Ofcom is today changing our rules to help broadband companies upgrade customers to faster broadband more efficiently, and support trials aimed at providing customers with newer broadband and telephone services.
Openreach, which maintains the UK’s main phone and broadband network, will carry out trials in Salisbury and Mildenhall to test the processes for moving customers off older broadband and home phone services. This is part of the company’s plans to upgrade its network. Lessons learned from these trials will help to set out how older broadband and home phone services across the country could be replaced.
We’re helping to encourage early participation in these trials, by allowing Openreach to offer discounts for certain broadband services in these areas. The trials will be exempt from rules that require Openreach to provide services at the same price everywhere in the UK.

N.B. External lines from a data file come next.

impl ToastScheduler {
    #[must_use]
    pub fn new() -> Rc<RefCell<Self>> {
        Rc::new_cyclic(|this| {
            RefCell::new(Self {
                this: this.clone(),
                toaster: None,
                timers: HashMap::new(),
                paused: false,
                handlers: HashMap::new(),
            })
        })
    }

    /// The connected toaster, if one was initialized.
    #[must_use]
    pub fn toaster(&self, doc: &Document) -> Option<NodeId> {
        self.toaster.filter(|&t| doc.is_connected(t))
    }

    #[must_use]
    pub fn is_paused(&self) -> bool {
        self.paused
    }

    #[must_use]
    pub fn timer(&self, toast: NodeId) -> Option<&ToastTimer> {
        self.timers.get(&toast)
    }

    /// Number of toasts that are tracked and not yet dismissed.
    #[must_use]
    pub fn active_count(&self) -> usize {
        self.timers.len()
    }

    fn start(&self, cx: &mut Cx, toast: NodeId, remaining: Duration) -> (TimerId, Instant) {
        let this = self.this.clone();
        let id = cx.set_timeout(remaining, move |cx| {
            if let Some(scheduler) = this.upgrade() {
                scheduler.borrow_mut().dismiss(cx, toast);
            }
        });
        trace!(toast = %toast, remaining_ms = remaining.as_millis(), "toast countdown started");
        (id, Instant::now())
    }

    /// Starts tracking a toast, running its countdown unless paused.
    pub fn track(&mut self, cx: &mut Cx, toast: NodeId, countdown: Countdown) {
        let mut state = ToastTimer {
            countdown,
            timer: None,
            started: None,
        };
        if let Countdown::Remaining(remaining) = countdown {
            if !self.paused {
                let (id, started) = self.start(cx, toast, remaining);
                state.timer = Some(id);
                state.started = Some(started);
            }
        }
        if let Some(previous) = self.timers.insert(toast, state) {
            if let Some(id) = previous.timer {
                cx.clear_timeout(id);
            }
        }
    }

    fn visible_toasts(&self, doc: &Document) -> Vec<NodeId> {
        self.toaster(doc).map_or_else(Vec::new, |toaster| {
            doc.query_all(toaster, &part(".toast:not([aria-hidden=true])"))
        })
    }

    /// Stops every running countdown, keeping the time that was left.
    pub fn pause_all(&mut self, cx: &mut Cx) {
        if self.paused {
            return;
        }
        self.paused = true;
        let now = Instant::now();
        for toast in self.visible_toasts(&cx.doc) {
            let Some(state) = self.timers.get_mut(&toast) else {
                continue;
            };
            let Some(id) = state.timer.take() else {
                continue;
            };
            cx.clear_timeout(id);
            if let (Countdown::Remaining(remaining), Some(started)) =
                (state.countdown, state.started.take())
            {
                let left = remaining.saturating_sub(now.duration_since(started));
                state.countdown = Countdown::Remaining(left);
            }
        }
        debug!("toast timers paused");
    }

    /// Restarts paused countdowns; a toast with no time left is dismissed
    /// right away.
    pub fn resume_all(&mut self, cx: &mut Cx) {
        if !self.paused {
            return;
        }
        self.paused = false;
        for toast in self.visible_toasts(&cx.doc) {
            let Some(state) = self.timers.get(&toast) else {
                continue;
            };
            let Countdown::Remaining(remaining) = state.countdown else {
                continue;
            };
            if state.timer.is_some() {
                continue;
            }
            if remaining.is_zero() {
                self.dismiss(cx, toast);
                continue;
            }
            let (id, started) = self.start(cx, toast, remaining);
            if let Some(state) = self.timers.get_mut(&toast) {
                state.timer = Some(id);
                state.started = Some(started);
            }
        }
        debug!("toast timers resumed");
    }

    /// Hides a tracked toast and removes it after its exit transition.
    ///
    /// Untracked or already dismissed toasts are ignored.
    pub fn dismiss(&mut self, cx: &mut Cx, toast: NodeId) {
        let Some(state) = self.timers.remove(&toast) else {
            return;
        };
        if let Some(id) = state.timer {
            cx.clear_timeout(id);
        }
        self.handlers.retain(|&button, _| !cx.doc.contains(toast, button));

        if cx.doc.focused().is_some_and(|f| cx.doc.contains(toast, f)) {
            cx.doc.blur();
        }
        cx.doc.set_attr(toast, "aria-hidden", "true");
        cx.after_transition(toast, move |cx| cx.doc.remove(toast));
        debug!(toast = %toast, "toast dismissed");
    }

    /// Forgets toasts and footer controls that left the tree without being
    /// dismissed, cancelling their countdowns. Returns how many toasts were
    /// dropped.
    pub fn prune(&mut self, cx: &mut Cx) -> usize {
        let before = self.timers.len();
        self.timers.retain(|&toast, state| {
            if cx.doc.is_connected(toast) {
                return true;
            }
            if let Some(id) = state.timer {
                cx.timers.cancel(id);
            }
            false
        });
        self.handlers.retain(|&button, _| cx.doc.is_connected(button));
        let dropped = before - self.timers.len();
        if dropped > 0 {
            trace!(dropped, "pruned detached toasts");
        }
        dropped
    }

    fn render(request: &ToastRequest) -> Markup {
        let icon = request
            .icon
            .clone()
            .unwrap_or_else(|| request.category.as_str().to_string());

        let mut section = Markup::new("section");
        if let Some(title) = &request.title {
            section = section.child(Markup::new("h2").text(title));
        }
        if let Some(description) = &request.description {
            section = section.child(Markup::new("p").text(description));
        }

        let mut controls = Vec::new();
        if let Some(action) = &request.action {
            if let Some(href) = &action.href {
                controls.push(
                    Markup::new("a")
                        .attr("href", href)
                        .class("btn")
                        .attr("data-toast-action", "")
                        .text(&action.label),
                );
            } else if action.handler.is_some() {
                controls.push(
                    Markup::new("button")
                        .attr("type", "button")
                        .class("btn")
                        .attr("data-toast-action", "")
                        .text(&action.label),
                );
            }
        }
        if let Some(cancel) = &request.cancel {
            controls.push(
                Markup::new("button")
                    .attr("type", "button")
                    .class("btn-outline")
                    .attr("data-toast-cancel", "")
                    .text(&cancel.label),
            );
        }

        let mut content = Markup::new("div")
            .class("toast-content")
            .child(
                Markup::new("svg")
                    .attr("data-icon", &icon)
                    .attr("aria-hidden", "true"),
            )
            .child(section);
        if !controls.is_empty() {
            content = content.child(Markup::new("footer").children(controls));
        }

        let mut toast = Markup::new("div")
            .id(&format!("toast-{}", Uuid::new_v4()))
            .class("toast")
            .attr("role", request.category.role())
            .attr("aria-atomic", "true")
            .attr("data-category", request.category.as_str());
        if let Some(duration) = request.duration {
            toast = toast.attr("data-duration", &duration.to_string());
        }
        toast.child(content)
    }

    /// Renders a request into the toaster and returns the new toast.
    ///
    /// # Errors
    ///
    /// Returns [`RuntimeError::NoToaster`] when no toaster is connected.
    pub fn create(&mut self, cx: &mut Cx, request: &ToastRequest) -> Result<NodeId, RuntimeError> {
        let toaster = self.toaster(&cx.doc).ok_or(RuntimeError::NoToaster)?;
        let toast = cx.doc.insert(toaster, &Self::render(request))?;

        let action = request.action.as_ref().and_then(|a| a.handler.clone());
        if let Some(handler) = action {
            if let Some(button) = cx.doc.query(toast, &part("button[data-toast-action]")) {
                self.handlers.insert(button, handler);
            }
        }
        let cancel = request.cancel.as_ref().and_then(|c| c.handler.clone());
        if let Some(handler) = cancel {
            if let Some(button) = cx.doc.query(toast, &part("button[data-toast-cancel]")) {
                self.handlers.insert(button, handler);
            }
        }
        debug!(toast = %toast, category = %request.category, "toast created");
        Ok(toast)
    }
}

impl Observer<ToastRequest> for ToastScheduler {
    fn observe(&mut self, cx: &mut Cx, request: &ToastRequest) {
        if let Err(e) = self.create(cx, request) {
            error!(error = %e, "dropping toast request");
        }
    }
}

/// The `#toaster` container.
#[derive(Debug)]
pub struct Toaster {
    root: NodeId,
    scheduler: Rc<RefCell<ToastScheduler>>,
}

pub(crate) fn init_toaster(
    _cx: &mut Cx,
    root: NodeId,
    scheduler: &Rc<RefCell<ToastScheduler>>,
) -> Result<Option<WidgetRef>, InitError> {
    scheduler.borrow_mut().toaster = Some(root);
    let widget: WidgetRef = Rc::new(RefCell::new(Toaster {
        root,
        scheduler: Rc::clone(scheduler),
    }));
    Ok(Some(widget))
}

pub(crate) fn init_toast(
    cx: &mut Cx,
    root: NodeId,
    scheduler: &Rc<RefCell<ToastScheduler>>,
) -> Result<Option<WidgetRef>, InitError> {
    let countdown = resolve_countdown(&cx.doc, root, cx.config());
    scheduler.borrow_mut().track(cx, root, countdown);
    Ok(None)
}

impl Toaster {
    fn activate(&self, cx: &mut Cx, control: NodeId, toast: NodeId) {
        let handler = self.scheduler.borrow().handlers.get(&control).cloned();
        if let Some(handler) = handler {
            if let Err(e) = handler(cx, toast) {
                error!(toast = %toast, error = %e, "error executing toast action");
            }
        }
        self.scheduler.borrow_mut().dismiss(cx, toast);
    }
}

impl Widget for Toaster {
    fn component(&self) -> &'static str {
        TOASTER
    }

    fn root(&self) -> NodeId {
        self.root
    }

    fn handle_event(&mut self, cx: &mut Cx, event: &mut DomEvent) {
        match event.kind {
            EventKind::PointerEnter if event.target == self.root => {
                self.scheduler.borrow_mut().pause_all(cx);
            }
            EventKind::PointerLeave if event.target == self.root => {
                self.scheduler.borrow_mut().resume_all(cx);
            }
            EventKind::Click => {
                let control = cx
                    .doc
                    .closest(event.target, &part(".toast footer a, .toast footer button"));
                let toast = control.and_then(|c| cx.doc.closest(c, &part(".toast")));
                if let (Some(control), Some(toast)) = (control, toast) {
                    self.activate(cx, control, toast);
                }
            }
            _ => {}
        }
    }

    fn as_any(&self) -> &dyn Any {
        self
    }

    fn as_any_mut(&mut self) -> &mut dyn Any {
        self
    }
}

Current rules also mean Openreach must install new broadband connections within a set timeframe.
Broadband companies who use Openreach’s network want a more efficient and cost-effective way to upgrade their customers who are on slower copper broadband to higher-speed services. So, Openreach has worked with them to develop a new process for upgrades to be made in bulk batches at a street cabinet, reducing the cost per customer.
Under this process, Openreach would wait for a sufficient number of upgrades from a broadband company at a given cabinet before making those upgrades.
Given the potential benefits to broadband customers of using this new process, we’re making these orders exempt from certain rules that require them to be completed within a set timeframe.